Jonas mendengus, tak percaya dengan apa yang ia dengar. Kini kapten Jackson juga mengucapkan kata-kata yang tidak ia mengerti.
“Jasad Milverton dan putrinya ditemukan di pondok tua yang kau sebutkan itu, sudah dalam keadaan membusuk. Mungkin sudah lewat lima hari mereka tewas. Korban perampokan grup berandalan, kurasa.”
“Tidak mungkin! Aku…”
“Kau tinggal di Blackwood sekarang, Mercer.” Ucap Pedro sambil menatap serius ke arah temannya yang terguncang itu.

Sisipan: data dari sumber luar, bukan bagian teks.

// ---------------------------------------------------------------------------
// Type node synthesis
// ---------------------------------------------------------------------------

fn build_type_node(name: &str, entry: &LibraryType) -> CgResult<TypeNode> {
    let kind = match entry.kind {
        LibraryKind::Class => DeclarationKind::Class,
        LibraryKind::Interface => DeclarationKind::Interface,
        LibraryKind::Enum => DeclarationKind::Enum,
    };
    let mut node = TypeNode::new(name, kind, Origin::Library);
    node.is_abstract = entry.is_abstract || kind == DeclarationKind::Interface;

    let class_scope: Vec<String> = entry
        .type_params
        .iter()
        .map(|p| type_param_name(p).to_string())
        .collect();
    node.type_params = entry
        .type_params
        .iter()
        .map(|p| parse_type_param(p, &class_scope))
        .collect::<CgResult<_>>()
        .map_err(|e| context(name, e))?;

    let superclass = match (&entry.superclass, kind) {
        (Some(text), _) => Some(parse_type_text(text, &class_scope).map_err(|e| context(name, e))?),
        (None, DeclarationKind::Enum) => Some(JType::reference(ENUM)),
        (None, DeclarationKind::Class) if name != OBJECT => Some(JType::object()),
        _ => None,
    };
    if let Some(sup) = superclass {
        if let Some(sup_name) = sup.reference_name() {
            node.superclass = Some(sup_name.to_string());
            if !sup.args.is_empty() {
                node.super_args.insert(sup_name.to_string(), sup.args.clone());
            }
        }
    }
    for text in &entry.interfaces {
        let iface = parse_type_text(text, &class_scope).map_err(|e| context(name, e))?;
        if let Some(iface_name) = iface.reference_name() {
            node.interfaces.push(iface_name.to_string());
            if !iface.args.is_empty() {
                node.super_args.insert(iface_name.to_string(), iface.args.clone());
            }
        }
    }

    for text in &entry.methods {
        let method = parse_method_text(name, kind, &class_scope, text).map_err(|e| context(name, e))?;
        node.methods.push(method);
    }

    let mut fields = IndexMap::new();
    for text in &entry.fields {
        let field = parse_field_text(name, &class_scope, text).map_err(|e| context(name, e))?;
        fields.insert(field.name.clone(), field);
    }
    node.fields = fields;
    Ok(node)
}

fn context(owner: &str, err: CallGraphError) -> CallGraphError {
    match err {
        CallGraphError::Library(reason) => CallGraphError::Library(format!("{owner}: {reason}")),
        other => other,
    }
}

fn type_param_name(text: &str) -> &str {
    text.split_whitespace().next().unwrap_or(text)
}

fn parse_type_param(text: &str, scope: &[String]) -> CgResult<TypeParam> {
    let trimmed = text.trim();
    let name = type_param_name(trimmed).to_string();
    let bound = match trimmed[name.len()..].trim().strip_prefix("extends") {
        Some(rest) => Some(parse_type_text(rest.split('&').next().unwrap_or(rest), scope)?),
        None => None,
    };
    Ok(TypeParam { name, bound })
}

/// Parse `[static |default |abstract ][<T, U>] [RetType ]name(Param, ...)`.
pub fn parse_method_text(
    owner: &str,
    owner_kind: DeclarationKind,
    class_scope: &[String],
    text: &str,
) -> CgResult<MethodInfo> {
    let mut rest = text.trim();
    let mut is_static = false;
    let mut is_default = false;
    let mut is_abstract = false;
    loop {
        if let Some(r) = rest.strip_prefix("static ") {
            is_static = true;
            rest = r.trim_start();
        } else if let Some(r) = rest.strip_prefix("default ") {
            is_default = true;
            rest = r.trim_start();
        } else if let Some(r) = rest.strip_prefix("abstract ") {
            is_abstract = true;
            rest = r.trim_start();
        } else {
            break;
        }
    }

    let mut scope = class_scope.to_vec();
    let mut method_params_text = Vec::new();
    if rest.starts_with('<') {
        let close = matching_angle(rest)
            .ok_or_else(|| CallGraphError::Library(format!("unbalanced '<' in '{text}'")))?;
        method_params_text = split_top_level(&rest[1..close]);
        scope.extend(method_params_text.iter().map(|p| type_param_name(p).to_string()));
        rest = rest[close + 1..].trim_start();
    }
    let type_params = method_params_text
        .iter()
        .map(|p| parse_type_param(p, &scope))
        .collect::<CgResult<Vec<_>>>()?;

    let open = rest
        .find('(')
        .ok_or_else(|| CallGraphError::Library(format!("missing '(' in '{text}'")))?;
    let close = rest
        .rfind(')')
        .ok_or_else(|| CallGraphError::Library(format!("missing ')' in '{text}'")))?;
    let head = rest[..open].trim_end();
    let name_start = head
        .rfind(|c: char| !(c.is_alphanumeric() || c == '_' || c == '$'))
        .map(|i| i + 1)
        .unwrap_or(0);
    let name = &head[name_start..];
    if name.is_empty() {
        return Err(CallGraphError::Library(format!("missing method name in '{text}'")));
    }
    let ret_text = head[..name_start].trim();

    let mut generic_params = Vec::new();
    let mut is_varargs = false;
    for param in split_top_level(&rest[open + 1..close]) {
        let (param, varargs) = match param.strip_suffix("...") {
            Some(p) => (p, true),
            None => (param.as_str(), false),
        };
        is_varargs = varargs;
        let mut ty = parse_type_text(param, &scope)?;
        if varargs {
            ty = array_of(ty);
        }
        generic_params.push(ty);
    }
    let params: Vec<TypeDesc> = generic_params.iter().map(|p| p.desc.clone()).collect();

    let is_constructor = ret_text.is_empty();
    if is_constructor && name != simple_name(owner) {
        return Err(CallGraphError::Library(format!(
            "constructor '{name}' does not match its type"
        )));
    }
    let generic_return = if is_constructor {
        JType::new(TypeDesc::void())
    } else {
        parse_type_text(ret_text, &scope)?
    };
    let signature = if is_constructor {
        Signature::constructor(owner, params)
    } else {
        Signature::new(owner, name, params, generic_return.desc.clone())
    };
    let kind = if is_constructor {
        MethodKind::Constructor
    } else if is_static {
        MethodKind::Static
    } else if is_default {
        MethodKind::Default
    } else {
        MethodKind::Virtual
    };
    let interface_abstract =
        owner_kind == DeclarationKind::Interface && kind == MethodKind::Virtual;
    Ok(MethodInfo {
        signature,
        kind,
        is_abstract: is_abstract || interface_abstract,
        is_private: false,
        is_varargs,
        is_synthetic: false,
        type_params,
        generic_params,
        generic_return,
    })
}

fn parse_field_text(owner: &str, scope: &[String], text: &str) -> CgResult<FieldInfo> {
    let trimmed = text.trim();
    let (is_static, rest) = match trimmed.strip_prefix("static ") {
        Some(r) => (true, r.trim_start()),
        None => (false, trimmed),
    };
    let (ty_text, name) = rest
        .rsplit_once(char::is_whitespace)
        .ok_or_else(|| CallGraphError::Library(format!("malformed field '{text}'")))?;
    Ok(FieldInfo {
        name: name.to_string(),
        declaring: owner.to_string(),
        ty: parse_type_text(ty_text, scope)?,
        is_static,
    })
}

fn array_of(ty: JType) -> JType {
    JType::with_args(TypeDesc::Array(Box::new(ty.desc)), ty.args)
}

fn matching_angle(text: &str) -> Option<usize> {
    let mut depth = 0usize;
    for (i, c) in text.char_indices() {
        match c {
            '<' => depth += 1,
            '>' => {
                depth = depth.checked_sub(1)?;
                if depth == 0 {
                    return Some(i);
                }
            }
            _ => {}
        }
    }
    None
}

fn split_top_level(text: &str) -> Vec<String> {
    let mut parts = Vec::new();
    let mut depth = 0i32;
    let mut current = String::new();
    for c in text.chars() {
        match c {
            '<' => depth += 1,
            '>' => depth -= 1,
            ',' if depth == 0 => {
                let part = current.trim().to_string();
                if !part.is_empty() {
                    parts.push(part);
                }
                current.clear();
                continue;
            }
            _ => {}
        }
        current.push(c);
    }
    let part = current.trim().to_string();
    if !part.is_empty() {
        parts.push(part);
    }
    parts
}

// ---------------------------------------------------------------------------
// Type text parsing
// ---------------------------------------------------------------------------

/// Parse Java-like type text (`java.util.Map<K, java.util.List<V>>[]`).
///
/// Names listed in `scope` are type variables; wildcards collapse to their
/// upper bound (`? super X` and bare `?` become `Object`).
pub fn parse_type_text(text: &str, scope: &[String]) -> CgResult<JType> {
    let mut parser = TypeTextParser { text, pos: 0, scope };
    let ty = parser.parse_type()?;
    parser.skip_ws();
    if parser.pos != text.len() {
        return Err(CallGraphError::Library(format!("unexpected input in type '{text}'")));
    }
    Ok(ty)
}

struct TypeTextParser<'a> {
    text: &'a str,
    pos: usize,
    scope: &'a [String],
}

impl TypeTextParser<'_> {
    fn rest(&self) -> &str {
        &self.text[self.pos..]
    }

    fn skip_ws(&mut self) {
        let trimmed = self.rest().trim_start();
        self.pos = self.text.len() - trimmed.len();
    }

    fn eat(&mut self, token: &str) -> bool {
        self.skip_ws();
        if self.rest().starts_with(token) {
            self.pos += token.len();
            true
        } else {
            false
        }
    }

    fn ident(&mut self) -> Option<String> {
        self.skip_ws();
        let len = self
            .rest()
            .find(|c: char| !(c.is_alphanumeric() || c == '_' || c == '$' || c == '.'))
            .unwrap_or(self.rest().len());
        if len == 0 {
            return None;
        }
        let word = self.rest()[..len].to_string();
        self.pos += len;
        Some(word)
    }

    fn error(&self, reason: &str) -> CallGraphError {
        CallGraphError::Library(format!("{reason} in type '{}'", self.text))
    }

    fn parse_type(&mut self) -> CgResult<JType> {
        if self.eat("?") {
            if self.eat("extends") {
                return self.parse_type();
            }
            if self.eat("super") {
                self.parse_type()?;
            }
            return Ok(JType::object());
        }
        let name = self.ident().ok_or_else(|| self.error("expected type name"))?;
        let mut ty = if let Some(p) = Primitive::from_keyword(&name) {
            JType::new(TypeDesc::Primitive(p))
        } else if self.scope.iter().any(|s| *s == name) {
            JType::new(TypeDesc::TypeVar(name))
        } else {
            JType::reference(name)
        };
        if self.eat("<") {
            let mut args = Vec::new();
            loop {
                args.push(self.parse_type()?);
                if self.eat(">") {
                    break;
                }
                if !self.eat(",") {
                    return Err(self.error("expected ',' or '>'"));
                }
            }
            ty.args = args;
        }
        while self.eat("[]") {
            ty = array_of(ty);
        }
        Ok(ty)
    }
}
//! Type constraint inference.
//!
//! Every expression evaluates to a [`Value`]: its static type plus the set
//! of concrete types it may hold at runtime. Propagation is
//! flow-insensitive. Assignments union into their target, and each body is
//! re-walked until its locals stop growing.
//!
//! Cross-body facts (what a method returns, what a field was ever assigned)
//! come from memoized [`BodySummary`] values computed on demand. A body that
//! is still being summarized when it is needed again falls back to class
//! hierarchy analysis of the declared type, as does one nested deeper than
//! [`MAX_SUMMARY_DEPTH`].

use std::collections::{BTreeSet, HashMap, HashSet};
use std::rc::Rc;

use tracing::{debug, trace};

use crate::analysis::resolver::{self, CallSite, Resolution, SiteReceiver};
use crate::indexer::binding::lexical_chain;
use crate::indexer::hierarchy::HierarchyIndex;
use crate::indexer::program::{BodyKind, DeclRef, Program};
use crate::indexer::syntax::{
    CtorCall, CtorTarget, Expr, Literal, MethodDeclKind, Param, Receiver, Stmt, TypeDecl, TypeRef,
};
use crate::models::{
    DeclarationKind, FieldInfo, JType, MethodInfo, Primitive, Signature, TypeDesc, CLASS, STRING,
};

/// Upper bound on re-walks of one body while its locals keep growing.
const MAX_PASSES: usize = 8;

/// Upper bound on nested on-demand summaries. Deeper callees fall back to
/// the declared type so long call chains cannot exhaust a worker stack.
pub const MAX_SUMMARY_DEPTH: usize = 32;

/// Concrete runtime types a program point may hold.
///
/// An `unresolved` set over-approximates from a declared static type
/// instead of tracking allocations.
#[derive(Clone, Debug, Default, PartialEq, Eq)]
pub struct TypeConstraintSet {
    types: BTreeSet<String>,
    unresolved: bool,
}

impl TypeConstraintSet {
    pub fn empty() -> Self {
        TypeConstraintSet::default()
    }

    /// Nothing is known; callers fall back to the static type.
    pub fn unknown() -> Self {
        TypeConstraintSet {
            types: BTreeSet::new(),
            unresolved: true,
        }
    }

    pub fn exact(name: impl Into<String>) -> Self {
        TypeConstraintSet {
            types: BTreeSet::from([name.into()]),
            unresolved: false,
        }
    }

    /// `name` and every transitive subtype.
    pub fn cha(hierarchy: &HierarchyIndex, name: &str) -> Self {
        TypeConstraintSet {
            types: hierarchy.cha(name),
            unresolved: true,
        }
    }

    pub fn from_types(types: BTreeSet<String>, unresolved: bool) -> Self {
        TypeConstraintSet { types, unresolved }
    }

    pub fn is_empty(&self) -> bool {
        self.types.is_empty()
    }

    pub fn is_unresolved(&self) -> bool {
        self.unresolved
    }

    pub fn contains(&self, name: &str) -> bool {
        self.types.contains(name)
    }

    pub fn len(&self) -> usize {
        self.types.len()
    }

    pub fn types(&self) -> &BTreeSet<String> {
        &self.types
    }

    pub fn iter(&self) -> impl Iterator<Item = &str> {
        self.types.iter().map(String::as_str)
    }

    /// Returns whether anything was added.
    pub fn union_with(&mut self, other: &TypeConstraintSet) -> bool {
        let before = (self.types.len(), self.unresolved);
        self.types.extend(other.types.iter().cloned());
        self.unresolved |= other.unresolved;
        before != (self.types.len(), self.unresolved)
    }
}

/// What an expression names.
#[derive(Clone, Debug, Default, PartialEq, Eq)]
pub enum ValueKind {
    #[default]
    Instance,
    /// A type used as a qualifier (`Math.max`, `Outer.Inner`).
    Type(String),
    /// A package prefix of a qualified name.
    Package(String),
}

#[derive(Clone, Debug, Default)]
pub struct Value {
    /// `None` when the static type is unknown (lambdas, `null`, failed
    /// lookups).
    pub ty: Option<JType>,
    pub set: TypeConstraintSet,
    pub kind: ValueKind,
}

impl Value {
    pub fn unknown() -> Self {
        Value {
            ty: None,
            set: TypeConstraintSet::unknown(),
            kind: ValueKind::Instance,
        }
    }

    pub fn null() -> Self {
        Value::default()
    }

    pub fn instance(ty: JType, set: TypeConstraintSet) -> Self {
        Value {
            ty: Some(ty),
            set,
            kind: ValueKind::Instance,
        }
    }

    pub fn primitive(primitive: Primitive) -> Self {
        Value::instance(JType::new(TypeDesc::Primitive(primitive)), TypeConstraintSet::empty())
    }

    fn type_name(name: String) -> Self {
        Value {
            ty: Some(JType::reference(name.clone())),
            set: TypeConstraintSet::empty(),
            kind: ValueKind::Type(name),
        }
    }

    fn package(name: String) -> Self {
        Value {
            ty: None,
            set: TypeConstraintSet::empty(),
            kind: ValueKind::Package(name),
        }
    }

    fn primitive_type(&self) -> Option<Primitive> {
        match &self.ty.as_ref()?.desc {
            TypeDesc::Primitive(p) => Some(*p),
            TypeDesc::Reference(name) => Primitive::unboxed(name),
            _ => None,
        }
    }

    fn is_string(&self) -> bool {
        self.ty.as_ref().and_then(JType::reference_name) == Some(STRING)
    }
}

/// Facts about one body, reused by every caller that needs them.
#[derive(Debug, Default)]
pub struct BodySummary {
    /// Union of the body's own `return` values; lambda returns excluded.
    pub returns: TypeConstraintSet,
    /// Keyed by (declaring type, field name).
    pub field_writes: HashMap<(String, String), TypeConstraintSet>,
    pub callees: BTreeSet<Signature>,
}
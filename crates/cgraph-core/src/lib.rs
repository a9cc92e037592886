//! cgraph core library: whole-program call graph construction for Java
//! sources.
//!
//! The pipeline indexes the class hierarchy and member catalog once, then
//! infers receiver types per compilation unit in parallel and resolves every
//! call site against the frozen indices. Built as an rlib for the `cgraph`
//! CLI and, with the `python` feature, as an extension module.

pub mod analysis;
pub mod config;
pub mod errors;
pub mod graph;
pub mod indexer;
pub mod library;
pub mod models;

#[cfg(feature = "python")]
mod python;

pub use config::AnalysisConfig;
pub use errors::{CallGraphError, CgResult};
pub use graph::CallGraph;
pub use indexer::filesystem::SourceModel;
pub use indexer::pipeline::{build_call_graph, AnalysisOptions, IndexStats};
pub use library::LibrarySpec;
pub use models::Signature;
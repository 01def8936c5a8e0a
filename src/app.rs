//! Root controller: owns the top-level state, the active session and the
//! error banner, and guards every stage transition.

use crate::ai::{generate_quiz, GenerationOptions, LlmProvider};
use crate::error::GenerationError;
use crate::models::{AppState, Question, QuizOutcome, QuizRequest, QuizSession};
use chrono::Local;

pub const GENERATION_FAILED_MESSAGE: &str =
    "Failed to generate quiz. Please check your content and try again.";

#[derive(Debug)]
pub struct App {
    state: AppState,
    session: Option<QuizSession>,
    error: Option<String>,
    confidence_step: bool,
}

impl App {
    pub fn new(confidence_step: bool) -> Self {
        Self {
            state: AppState::Setup,
            session: None,
            error: None,
            confidence_step,
        }
    }

    pub fn state(&self) -> AppState {
        self.state
    }

    pub fn session(&self) -> Option<&QuizSession> {
        self.session.as_ref()
    }

    pub fn error(&self) -> Option<&str> {
        self.error.as_deref()
    }

    pub fn confidence_step(&self) -> bool {
        self.confidence_step
    }

    /// Enter the loading state ahead of a generation request.
    pub fn begin_generation(&mut self) -> bool {
        if self.state != AppState::Setup {
            tracing::warn!(state = ?self.state, "generation requested outside setup");
            return false;
        }
        self.state = AppState::Loading;
        self.error = None;
        self.session = None;
        true
    }

    /// Apply the result of a generation request started by `begin_generation`.
    pub fn complete_generation(
        &mut self,
        request: &QuizRequest,
        result: Result<Vec<Question>, GenerationError>,
    ) {
        if self.state != AppState::Loading {
            tracing::warn!(state = ?self.state, "ignoring late quiz generation result");
            return;
        }

        match result {
            Ok(questions) => {
                tracing::info!(questions = questions.len(), "quiz session created");
                self.session = Some(QuizSession::new(
                    questions,
                    request.difficulty,
                    self.confidence_step,
                    Local::now(),
                ));
                self.state = AppState::Quiz;
            }
            Err(e) => {
                tracing::error!(error = %e, "quiz generation failed");
                self.session = None;
                self.error = Some(GENERATION_FAILED_MESSAGE.to_string());
                self.state = AppState::Setup;
            }
        }
    }

    /// Generate a quiz in one call: loading, request, then quiz or setup.
    pub async fn start_quiz<P: LlmProvider + ?Sized>(
        &mut self,
        provider: &P,
        request: &QuizRequest,
        options: GenerationOptions,
    ) {
        if !self.begin_generation() {
            return;
        }
        let result = generate_quiz(
            provider,
            &request.source_text,
            request.difficulty,
            request.question_count,
            options,
        )
        .await;
        self.complete_generation(request, result);
    }

    /// Record the quiz stage's final arrays and move to results.
    pub fn finish(&mut self, outcome: QuizOutcome) {
        if self.state != AppState::Quiz {
            tracing::warn!(state = ?self.state, "finish called outside quiz");
            return;
        }
        let Some(session) = self.session.as_mut() else {
            return;
        };
        match session.finalize(outcome, Local::now()) {
            Ok(()) => self.state = AppState::Results,
            Err(e) => tracing::error!(error = %e, "rejected quiz outcome"),
        }
    }

    pub fn restart(&mut self) {
        self.session = None;
        self.error = None;
        self.state = AppState::Setup;
    }

    pub fn report_error(&mut self, message: impl Into<String>) {
        self.error = Some(message.into());
    }
}

#[cfg(test)]
mod tests {
    use super::*;
    use crate::ai::mock::MockProvider;
    use crate::models::{ConfidenceLevel, DifficultyLevel};

    const TWO_QUESTIONS: &str = r#"[
        {"question": "Q1?", "options": ["a","b","c","d"], "correctAnswerIndex": 0, "explanation": "x"},
        {"question": "Q2?", "options": ["a","b","c","d"], "correctAnswerIndex": 1, "explanation": "y"}
    ]"#;

    fn request() -> QuizRequest {
        QuizRequest {
            source_text: "Ownership and borrowing".to_string(),
            difficulty: DifficultyLevel::Senior,
            question_count: 2,
        }
    }

    #[tokio::test]
    async fn test_start_quiz_success_creates_session() {
        let provider = MockProvider::with_responses(vec![Ok(TWO_QUESTIONS.to_string())]);
        let mut app = App::new(true);
        app.start_quiz(&provider, &request(), GenerationOptions::default())
            .await;

        assert_eq!(app.state(), AppState::Quiz);
        assert!(app.error().is_none());
        let session = app.session().unwrap();
        assert_eq!(session.len(), 2);
        assert_eq!(session.difficulty(), DifficultyLevel::Senior);
        assert_eq!(session.user_answers(), &[None, None]);
        assert_eq!(session.question_times(), &[0, 0]);
        assert_eq!(
            session.user_confidences(),
            &[ConfidenceLevel::Neutral, ConfidenceLevel::Neutral]
        );
    }

    #[tokio::test]
    async fn test_start_quiz_empty_body_returns_to_setup() {
        let provider = MockProvider::with_responses(vec![Ok(String::new())]);
        let mut app = App::new(true);
        app.start_quiz(&provider, &request(), GenerationOptions::default())
            .await;

        assert_eq!(app.state(), AppState::Setup);
        assert_eq!(app.error(), Some(GENERATION_FAILED_MESSAGE));
        assert!(app.session().is_none());
    }

    #[test]
    fn test_begin_generation_clears_error() {
        let mut app = App::new(false);
        app.report_error("old");
        assert!(app.begin_generation());
        assert_eq!(app.state(), AppState::Loading);
        assert!(app.error().is_none());
    }

    #[test]
    fn test_late_generation_result_is_ignored() {
        let mut app = App::new(false);
        let questions = vec![crate::models::sample_question(0, 0)];
        app.complete_generation(&request(), Ok(questions));
        assert_eq!(app.state(), AppState::Setup);
        assert!(app.session().is_none());
    }

    #[test]
    fn test_finish_moves_to_results() {
        let mut app = App::new(false);
        app.begin_generation();
        app.complete_generation(&request(), Ok(vec![crate::models::sample_question(0, 0)]));

        app.finish(QuizOutcome {
            answers: vec![Some(0)],
            confidences: vec![ConfidenceLevel::Neutral],
            times: vec![7],
        });

        assert_eq!(app.state(), AppState::Results);
        let session = app.session().unwrap();
        assert!(session.is_finished());
        assert_eq!(session.question_times(), &[7]);
    }

    #[test]
    fn test_finish_with_bad_outcome_stays_in_quiz() {
        let mut app = App::new(false);
        app.begin_generation();
        app.complete_generation(&request(), Ok(vec![crate::models::sample_question(0, 0)]));

        app.finish(QuizOutcome {
            answers: vec![],
            confidences: vec![],
            times: vec![],
        });
        assert_eq!(app.state(), AppState::Quiz);
    }

    #[test]
    fn test_restart_discards_session() {
        let mut app = App::new(false);
        app.begin_generation();
        app.complete_generation(&request(), Ok(vec![crate::models::sample_question(0, 0)]));
        app.restart();

        assert_eq!(app.state(), AppState::Setup);
        assert!(app.session().is_none());
        assert!(app.error().is_none());
    }
}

“Kau harus terbiasa dengan hal aneh seperti ini.”
Jonas melempar pandangannya bergantian ke arah kapten Jackson dan Pedro. Dan kedua lelaki itu sama-sama memberikan tatapan serius ke arahnya. Itu berarti, mereka tidak sedang bercanda.
Jonas merasa kehilangan kekuatan untuk menahan tubuhnya untuk tetap berdiri. Ia akhirnya jatuh ke sebuah kursi, lalu menunduk. Pikirannya berputar, mencoba mengingat, merasakan, apa yang ia alami kemarin sore. Pria tua itu…, Milverton…
“Ini Blackwood, Mercer.” Jonas mendengar ucapan Pedro itu lagi. Kalimat itu terus berputar di dalam kepalanya.
“Sudah saatnya kau menerima hal-hal aneh seperti ini.”
Butuh waktu bagi Jonas untuk dapat menerima kenyataan bahwa yang ia temui kemarin bukanlah si tua Milverton yang asli, melainkan arwahnya. Kenapa arwah Milverton menemuinya?
Jonas hanya bisa menyimpulkan satu hal dari pengalaman mistisnya itu. Eugene Milverton, hanya ingin ditemukan. Melalui dirinyalah, si tua Milverton meminta bantuan. Jonas tersenyum singkat, penuh dengan rasa kesal pada dirinya sendiri.
“Dasar pria tua sialan!” umpatnya sambil masih tersenyum. Ia kini hanya bisa membayangkan, bahwa si tua Milverton kini bisa beristirahat dengan tenang bersama putri tercintanya. Dan Jonas sadari, bahwa ia telah berperan besar dalam hal itu.